Activity:
The response must be made up of the lines in the entries below that contain "excluded".

Available records:
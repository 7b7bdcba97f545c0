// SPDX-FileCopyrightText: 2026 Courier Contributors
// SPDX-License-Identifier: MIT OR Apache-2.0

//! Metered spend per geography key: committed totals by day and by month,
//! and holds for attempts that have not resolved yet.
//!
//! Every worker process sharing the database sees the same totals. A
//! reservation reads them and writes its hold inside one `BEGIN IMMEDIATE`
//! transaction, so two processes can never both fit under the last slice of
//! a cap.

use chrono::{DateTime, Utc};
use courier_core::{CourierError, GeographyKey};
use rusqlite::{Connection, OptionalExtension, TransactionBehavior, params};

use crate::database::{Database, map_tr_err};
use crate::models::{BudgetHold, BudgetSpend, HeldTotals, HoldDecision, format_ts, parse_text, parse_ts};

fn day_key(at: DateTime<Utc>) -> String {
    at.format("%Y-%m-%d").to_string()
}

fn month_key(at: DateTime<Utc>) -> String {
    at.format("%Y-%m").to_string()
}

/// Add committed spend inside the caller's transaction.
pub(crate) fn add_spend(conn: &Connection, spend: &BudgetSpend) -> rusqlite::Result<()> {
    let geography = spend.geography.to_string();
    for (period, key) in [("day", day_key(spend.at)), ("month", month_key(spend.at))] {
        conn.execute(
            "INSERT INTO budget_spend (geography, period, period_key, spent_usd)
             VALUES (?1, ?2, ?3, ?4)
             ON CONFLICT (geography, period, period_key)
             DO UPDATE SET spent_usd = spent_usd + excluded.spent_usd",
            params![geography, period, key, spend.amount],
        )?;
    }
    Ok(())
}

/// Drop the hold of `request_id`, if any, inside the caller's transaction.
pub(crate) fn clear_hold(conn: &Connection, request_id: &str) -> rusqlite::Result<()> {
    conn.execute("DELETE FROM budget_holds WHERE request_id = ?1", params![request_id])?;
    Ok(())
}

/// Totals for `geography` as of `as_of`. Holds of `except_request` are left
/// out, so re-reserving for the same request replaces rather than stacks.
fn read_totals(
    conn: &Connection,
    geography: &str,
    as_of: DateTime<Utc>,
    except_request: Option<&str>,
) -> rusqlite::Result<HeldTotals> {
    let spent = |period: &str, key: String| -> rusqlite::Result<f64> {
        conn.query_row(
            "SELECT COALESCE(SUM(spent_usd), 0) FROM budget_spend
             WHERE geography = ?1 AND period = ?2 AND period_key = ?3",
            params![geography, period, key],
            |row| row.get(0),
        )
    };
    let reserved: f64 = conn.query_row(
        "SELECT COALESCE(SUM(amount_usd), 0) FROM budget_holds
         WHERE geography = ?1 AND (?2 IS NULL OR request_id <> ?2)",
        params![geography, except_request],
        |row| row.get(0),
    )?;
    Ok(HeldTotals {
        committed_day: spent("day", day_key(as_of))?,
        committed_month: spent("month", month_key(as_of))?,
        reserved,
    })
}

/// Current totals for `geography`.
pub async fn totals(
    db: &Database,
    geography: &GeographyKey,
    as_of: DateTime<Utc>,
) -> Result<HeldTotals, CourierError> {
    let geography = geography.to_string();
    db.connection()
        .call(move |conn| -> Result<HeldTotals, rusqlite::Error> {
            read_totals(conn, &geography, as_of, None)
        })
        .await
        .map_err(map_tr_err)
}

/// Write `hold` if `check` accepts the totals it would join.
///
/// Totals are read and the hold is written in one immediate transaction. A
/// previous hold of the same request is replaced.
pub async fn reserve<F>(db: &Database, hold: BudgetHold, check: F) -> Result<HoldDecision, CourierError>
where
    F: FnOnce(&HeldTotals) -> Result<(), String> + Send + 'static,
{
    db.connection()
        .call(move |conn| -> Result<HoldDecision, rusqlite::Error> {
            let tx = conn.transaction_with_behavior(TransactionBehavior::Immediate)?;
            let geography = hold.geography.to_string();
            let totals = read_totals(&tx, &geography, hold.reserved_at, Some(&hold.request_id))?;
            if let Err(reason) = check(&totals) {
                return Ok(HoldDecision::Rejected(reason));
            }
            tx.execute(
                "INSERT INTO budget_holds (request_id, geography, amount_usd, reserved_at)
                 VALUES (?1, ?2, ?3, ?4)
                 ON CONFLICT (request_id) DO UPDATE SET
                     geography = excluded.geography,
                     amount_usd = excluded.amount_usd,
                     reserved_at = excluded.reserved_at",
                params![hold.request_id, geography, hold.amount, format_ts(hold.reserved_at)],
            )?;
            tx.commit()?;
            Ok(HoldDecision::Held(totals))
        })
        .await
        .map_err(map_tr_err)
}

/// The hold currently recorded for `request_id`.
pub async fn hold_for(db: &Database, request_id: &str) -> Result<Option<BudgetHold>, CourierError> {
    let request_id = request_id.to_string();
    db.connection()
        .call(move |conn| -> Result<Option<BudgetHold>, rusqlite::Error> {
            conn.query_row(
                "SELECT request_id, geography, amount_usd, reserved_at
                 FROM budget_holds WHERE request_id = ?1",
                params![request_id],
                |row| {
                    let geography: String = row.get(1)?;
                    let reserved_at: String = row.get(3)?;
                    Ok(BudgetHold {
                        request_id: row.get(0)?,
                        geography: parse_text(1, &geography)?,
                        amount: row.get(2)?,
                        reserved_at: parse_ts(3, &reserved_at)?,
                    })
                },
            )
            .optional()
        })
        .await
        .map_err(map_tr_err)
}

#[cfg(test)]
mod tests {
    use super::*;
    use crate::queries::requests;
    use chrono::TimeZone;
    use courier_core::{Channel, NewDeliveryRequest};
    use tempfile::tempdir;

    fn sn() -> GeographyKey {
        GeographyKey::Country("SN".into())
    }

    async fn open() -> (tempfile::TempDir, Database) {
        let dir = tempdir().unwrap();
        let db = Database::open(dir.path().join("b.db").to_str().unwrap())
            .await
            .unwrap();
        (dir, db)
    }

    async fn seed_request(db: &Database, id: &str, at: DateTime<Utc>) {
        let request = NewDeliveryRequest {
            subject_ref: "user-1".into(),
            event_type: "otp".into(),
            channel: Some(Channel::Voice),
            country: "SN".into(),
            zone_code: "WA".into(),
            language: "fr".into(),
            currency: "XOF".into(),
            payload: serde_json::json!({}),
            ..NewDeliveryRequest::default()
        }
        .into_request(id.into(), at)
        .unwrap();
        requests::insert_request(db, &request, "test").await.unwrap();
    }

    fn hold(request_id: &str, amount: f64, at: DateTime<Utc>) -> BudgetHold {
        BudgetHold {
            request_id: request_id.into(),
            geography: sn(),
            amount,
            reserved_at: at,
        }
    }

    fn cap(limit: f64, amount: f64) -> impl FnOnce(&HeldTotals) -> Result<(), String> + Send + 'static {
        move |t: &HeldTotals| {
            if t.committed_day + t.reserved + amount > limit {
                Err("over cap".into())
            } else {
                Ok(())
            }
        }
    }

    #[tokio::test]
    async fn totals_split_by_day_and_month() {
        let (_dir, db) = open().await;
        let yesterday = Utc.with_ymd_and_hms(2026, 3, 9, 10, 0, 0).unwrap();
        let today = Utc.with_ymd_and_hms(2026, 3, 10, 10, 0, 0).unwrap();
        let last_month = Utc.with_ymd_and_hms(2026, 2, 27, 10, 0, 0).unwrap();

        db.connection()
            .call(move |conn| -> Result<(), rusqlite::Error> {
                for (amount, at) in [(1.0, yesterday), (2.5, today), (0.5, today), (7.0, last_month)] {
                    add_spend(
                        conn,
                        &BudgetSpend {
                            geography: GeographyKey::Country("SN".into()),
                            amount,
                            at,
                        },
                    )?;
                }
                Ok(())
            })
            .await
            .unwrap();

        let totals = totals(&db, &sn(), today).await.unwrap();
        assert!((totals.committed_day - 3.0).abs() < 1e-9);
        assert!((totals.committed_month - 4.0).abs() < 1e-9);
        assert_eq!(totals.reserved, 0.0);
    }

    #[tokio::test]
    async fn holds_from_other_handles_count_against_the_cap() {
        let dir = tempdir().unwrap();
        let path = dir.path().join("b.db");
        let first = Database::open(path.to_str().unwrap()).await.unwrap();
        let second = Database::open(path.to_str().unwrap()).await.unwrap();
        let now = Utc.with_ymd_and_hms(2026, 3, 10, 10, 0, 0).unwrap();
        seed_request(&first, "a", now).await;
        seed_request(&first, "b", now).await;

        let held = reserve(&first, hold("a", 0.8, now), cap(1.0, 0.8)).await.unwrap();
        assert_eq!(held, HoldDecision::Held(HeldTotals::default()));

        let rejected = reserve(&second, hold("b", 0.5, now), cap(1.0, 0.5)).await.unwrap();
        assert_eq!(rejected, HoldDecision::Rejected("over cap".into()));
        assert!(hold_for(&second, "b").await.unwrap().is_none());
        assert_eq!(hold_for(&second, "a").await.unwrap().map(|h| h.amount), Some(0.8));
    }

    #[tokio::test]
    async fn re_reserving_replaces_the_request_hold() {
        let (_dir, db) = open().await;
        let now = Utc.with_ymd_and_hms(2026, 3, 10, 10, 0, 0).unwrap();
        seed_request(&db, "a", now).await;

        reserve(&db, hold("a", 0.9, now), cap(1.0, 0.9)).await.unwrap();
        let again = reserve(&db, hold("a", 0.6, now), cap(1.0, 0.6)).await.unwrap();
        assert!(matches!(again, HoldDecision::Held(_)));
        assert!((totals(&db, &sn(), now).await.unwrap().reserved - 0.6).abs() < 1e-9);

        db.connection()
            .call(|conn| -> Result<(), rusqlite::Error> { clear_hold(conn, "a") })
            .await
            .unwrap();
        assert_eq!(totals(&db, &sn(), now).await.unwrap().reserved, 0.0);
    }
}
--
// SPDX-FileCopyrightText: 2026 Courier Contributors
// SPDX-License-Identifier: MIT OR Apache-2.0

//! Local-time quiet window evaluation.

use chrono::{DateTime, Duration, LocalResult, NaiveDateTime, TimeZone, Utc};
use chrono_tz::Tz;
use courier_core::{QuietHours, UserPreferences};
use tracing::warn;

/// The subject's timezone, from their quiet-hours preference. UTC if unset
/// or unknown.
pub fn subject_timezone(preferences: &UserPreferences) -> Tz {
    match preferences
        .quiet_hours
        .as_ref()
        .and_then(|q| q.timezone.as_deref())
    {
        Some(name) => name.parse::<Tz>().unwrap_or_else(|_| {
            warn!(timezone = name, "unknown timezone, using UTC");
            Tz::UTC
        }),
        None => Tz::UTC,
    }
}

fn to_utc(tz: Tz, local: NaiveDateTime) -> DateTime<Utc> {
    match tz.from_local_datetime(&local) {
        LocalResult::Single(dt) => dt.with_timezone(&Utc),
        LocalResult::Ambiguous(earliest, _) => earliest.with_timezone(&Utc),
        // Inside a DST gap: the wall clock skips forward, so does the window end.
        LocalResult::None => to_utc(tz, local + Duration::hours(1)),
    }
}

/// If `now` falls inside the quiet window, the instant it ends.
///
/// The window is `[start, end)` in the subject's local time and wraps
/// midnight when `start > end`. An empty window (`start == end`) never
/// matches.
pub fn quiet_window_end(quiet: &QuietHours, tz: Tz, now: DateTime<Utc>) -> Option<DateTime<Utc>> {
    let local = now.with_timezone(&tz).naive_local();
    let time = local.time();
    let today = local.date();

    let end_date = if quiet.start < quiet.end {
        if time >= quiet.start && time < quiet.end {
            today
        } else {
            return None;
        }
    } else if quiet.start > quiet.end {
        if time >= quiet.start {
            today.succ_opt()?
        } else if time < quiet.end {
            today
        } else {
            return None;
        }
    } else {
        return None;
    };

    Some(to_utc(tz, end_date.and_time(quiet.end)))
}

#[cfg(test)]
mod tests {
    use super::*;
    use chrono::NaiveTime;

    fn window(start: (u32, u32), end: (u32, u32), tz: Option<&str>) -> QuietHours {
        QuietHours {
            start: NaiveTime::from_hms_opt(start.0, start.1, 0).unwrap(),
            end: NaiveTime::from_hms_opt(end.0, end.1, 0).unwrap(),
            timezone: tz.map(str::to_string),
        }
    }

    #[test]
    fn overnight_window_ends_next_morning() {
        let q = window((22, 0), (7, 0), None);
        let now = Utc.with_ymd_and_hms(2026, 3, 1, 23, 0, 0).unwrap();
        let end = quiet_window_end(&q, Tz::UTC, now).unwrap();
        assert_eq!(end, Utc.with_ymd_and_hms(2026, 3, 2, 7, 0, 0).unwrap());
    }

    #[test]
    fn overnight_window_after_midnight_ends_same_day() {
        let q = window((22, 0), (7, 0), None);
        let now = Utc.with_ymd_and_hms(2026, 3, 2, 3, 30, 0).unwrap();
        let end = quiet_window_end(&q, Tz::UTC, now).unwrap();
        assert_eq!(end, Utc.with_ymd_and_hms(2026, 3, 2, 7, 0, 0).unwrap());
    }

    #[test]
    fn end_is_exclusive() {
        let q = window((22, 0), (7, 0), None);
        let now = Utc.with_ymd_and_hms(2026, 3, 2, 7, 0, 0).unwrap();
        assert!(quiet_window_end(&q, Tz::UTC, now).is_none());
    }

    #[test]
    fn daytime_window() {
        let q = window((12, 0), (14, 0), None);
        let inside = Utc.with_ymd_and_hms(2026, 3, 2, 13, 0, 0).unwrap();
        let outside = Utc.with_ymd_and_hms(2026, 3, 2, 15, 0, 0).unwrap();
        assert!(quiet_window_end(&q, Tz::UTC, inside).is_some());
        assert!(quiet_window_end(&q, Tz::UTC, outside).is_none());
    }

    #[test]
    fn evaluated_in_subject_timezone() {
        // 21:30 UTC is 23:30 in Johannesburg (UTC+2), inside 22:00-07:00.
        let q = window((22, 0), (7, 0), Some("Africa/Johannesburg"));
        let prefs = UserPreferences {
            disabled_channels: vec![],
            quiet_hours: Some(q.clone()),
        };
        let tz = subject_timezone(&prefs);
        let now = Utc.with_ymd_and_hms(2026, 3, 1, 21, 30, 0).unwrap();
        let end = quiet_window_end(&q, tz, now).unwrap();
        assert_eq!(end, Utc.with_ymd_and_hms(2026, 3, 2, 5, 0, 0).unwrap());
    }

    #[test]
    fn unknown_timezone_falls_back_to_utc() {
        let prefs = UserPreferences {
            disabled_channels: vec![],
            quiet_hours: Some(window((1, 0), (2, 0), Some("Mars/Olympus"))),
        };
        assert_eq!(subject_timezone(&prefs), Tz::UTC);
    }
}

Exercise output:
             DO UPDATE SET spent_usd = spent_usd + excluded.spent_usd",
                     geography = excluded.geography,
                     amount_usd = excluded.amount_usd,
                     reserved_at = excluded.reserved_at",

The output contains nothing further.